The distinction you're drawing is not at all complicated or controversial 
*to a philosopher*.  It's something you expect your better undergraduate 
philosophy students to grasp without much difficulty.  But I maintain that 
this is *not* the sort of distinction that a mathematician is accustomed 
to having to draw in order to think clearly about mathematics.  As a 
mathematician, I know that I have to distinguish carefully between 
different but isomorphic copies of a field F embedded in another field K.  

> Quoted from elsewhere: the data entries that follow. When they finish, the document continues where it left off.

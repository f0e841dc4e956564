//! Account commands.

use anyhow::{Context as _, Result};
use dialoguer::{Input, Password};
use gaming_auth::{IdentityProvider, User, MIN_PASSWORD_LENGTH};

use super::{LoginArgs, RegisterArgs};
use crate::context::Context;

/// Run the register command.
pub fn register(args: RegisterArgs, ctx: &Context) -> Result<()> {
    let name = match args.name {
        Some(name) => name,
        None => Input::<String>::new().with_prompt("Name").interact_text()?,
    };
    let email = match args.email {
        Some(email) => email,
        None => Input::<String>::new().with_prompt("Email").interact_text()?,
    };
    let password = match args.password {
        Some(password) => password,
        None => Password::new()
            .with_prompt(format!("Password (min {MIN_PASSWORD_LENGTH} characters)"))
            .with_confirmation("Confirm password", "Passwords do not match")
            .interact()?,
    };

    let user = ctx
        .shop
        .identity()
        .register(&name, &email, &password)
        .context("Registration failed")?;
    ctx.output
        .success(&format!("Welcome, {}! You are signed in.", user.display_name()));
    print_user(&user, ctx);
    Ok(())
}

/// Run the login command.
pub fn login(args: LoginArgs, ctx: &Context) -> Result<()> {
    let password = match args.password {
        Some(password) => password,
        None => Password::new().with_prompt("Password").interact()?,
    };

    let user = ctx
        .shop
        .identity()
        .sign_in(&args.email, &password)
        .context("Sign in failed")?;
    ctx.output
        .success(&format!("Signed in as {}", user.display_name()));
    print_user(&user, ctx);
    Ok(())
}

/// Run the logout command.
pub fn logout(ctx: &Context) -> Result<()> {
    ctx.shop.identity().sign_out()?;
    ctx.output.success("Signed out");
    Ok(())
}

/// Run the whoami command.
pub fn whoami(ctx: &Context) -> Result<()> {
    match ctx.shop.identity().current_user()? {
        Some(user) => print_user(&user, ctx),
        None if ctx.output.is_json() => ctx.output.json(&serde_json::Value::Null),
        None => ctx.output.info("Not signed in."),
    }
    Ok(())
}

fn print_user(user: &User, ctx: &Context) {
    if ctx.output.is_json() {
        ctx.output.json(user);
        return;
    }
    ctx.output.kv("Name", user.display_name());
    ctx.output.kv("Email", &user.email);
    ctx.output.kv("Role", user.role.as_str());
}
//! Cart commands.

use anyhow::{bail, Result};
use dialoguer::Confirm;
use gaming_commerce::prelude::VariantId;

use super::{CartArgs, CartCommand};
use crate::context::Context;

/// Run the cart command.
pub fn run(args: CartArgs, ctx: &mut Context) -> Result<()> {
    match args.command {
        Some(CartCommand::Show) | None => {
            ctx.output.cart(ctx.shop.cart());
            Ok(())
        }
        Some(CartCommand::Add {
            slug,
            color,
            size,
            quantity,
        }) => add(&slug, color.as_deref(), size.as_deref(), quantity, ctx),
        Some(CartCommand::Update { variant, quantity }) => update(&variant, quantity, ctx),
        Some(CartCommand::Remove { variant }) => remove(&variant, ctx),
        Some(CartCommand::Clear { yes }) => clear(yes, ctx),
    }
}

fn add(
    slug: &str,
    color: Option<&str>,
    size: Option<&str>,
    quantity: i64,
    ctx: &mut Context,
) -> Result<()> {
    let (color, size, quantity) = {
        let (product, variant) = ctx.shop.catalog().resolve_variant(slug, color, size)?;
        if !variant.is_in_stock() {
            bail!("{} ({}) is out of stock", product.name, variant.label());
        }

        let allowed = variant.clamp_quantity(quantity);
        if allowed < quantity {
            ctx.output.warn(&format!(
                "Only {} of {} in stock, adding {}",
                variant.stock,
                variant.label(),
                allowed
            ));
        }
        (variant.color.clone(), variant.size.clone(), allowed)
    };

    let result = ctx
        .shop
        .add_to_cart(slug, Some(&color), Some(&size), quantity)
        .map(|line| line.variant_id().clone());
    ctx.flush_notifications();
    let variant_id = result?;

    if ctx.output.is_json() {
        ctx.output.json(&ctx.shop.cart().find(&variant_id));
    } else {
        ctx.output.debug(&format!(
            "cart holds {} item(s)",
            ctx.shop.cart().total_items()
        ));
    }
    Ok(())
}

fn update(variant: &str, quantity: i64, ctx: &mut Context) -> Result<()> {
    let variant_id = VariantId::new(variant);
    if !ctx.shop.cart_mut().update_quantity(&variant_id, quantity) {
        bail!("No cart line for variant {}", variant);
    }

    if quantity > 0 {
        ctx.output
            .success(&format!("Set {} to {}", variant, quantity));
    }
    if ctx.output.is_json() {
        ctx.output.cart(ctx.shop.cart());
    }
    Ok(())
}

fn remove(variant: &str, ctx: &mut Context) -> Result<()> {
    if ctx
        .shop
        .cart_mut()
        .remove_item(&VariantId::new(variant))
        .is_none()
    {
        ctx.output
            .info(&format!("{} was not in the cart", variant));
    }
    if ctx.output.is_json() {
        ctx.output.cart(ctx.shop.cart());
    }
    Ok(())
}

fn clear(yes: bool, ctx: &mut Context) -> Result<()> {
    if !yes && !ctx.output.is_json() && !ctx.shop.cart().is_empty() {
        let confirmed = Confirm::new()
            .with_prompt(format!(
                "Remove all {} item(s) from the cart?",
                ctx.shop.cart().total_items()
            ))
            .default(false)
            .interact()?;
        if !confirmed {
            ctx.output.info("Cancelled.");
            return Ok(());
        }
    }

    ctx.shop.cart_mut().clear();
    if ctx.output.is_json() {
        ctx.output.cart(ctx.shop.cart());
    }
    Ok(())
}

I have to distinguish between a manifold and its embedding in R^n.  I have 
to distinguish between a random variable and the value it takes in a 
particular trial.  These are subtle distinctions but I know it's important 
to keep them straight.

But why should it be important, in the practice of mathematics, to 
maintain a distinction between N and the concept of N?  Why are the 
philosophers telling me that I can't define N to be "anything that 
satisfies the Peano axioms" and that only the "concept of N" can be so 
defined?  This represents an intrusion of philosophy into mathematics that 
does not currently exist.  I still say that if you're right about the 
distinction between N and the concept of N being of critical importance, 
then some version of platonism is falsified by PA, even if it's true that 
a slightly more sophisticated version of platonism isn't.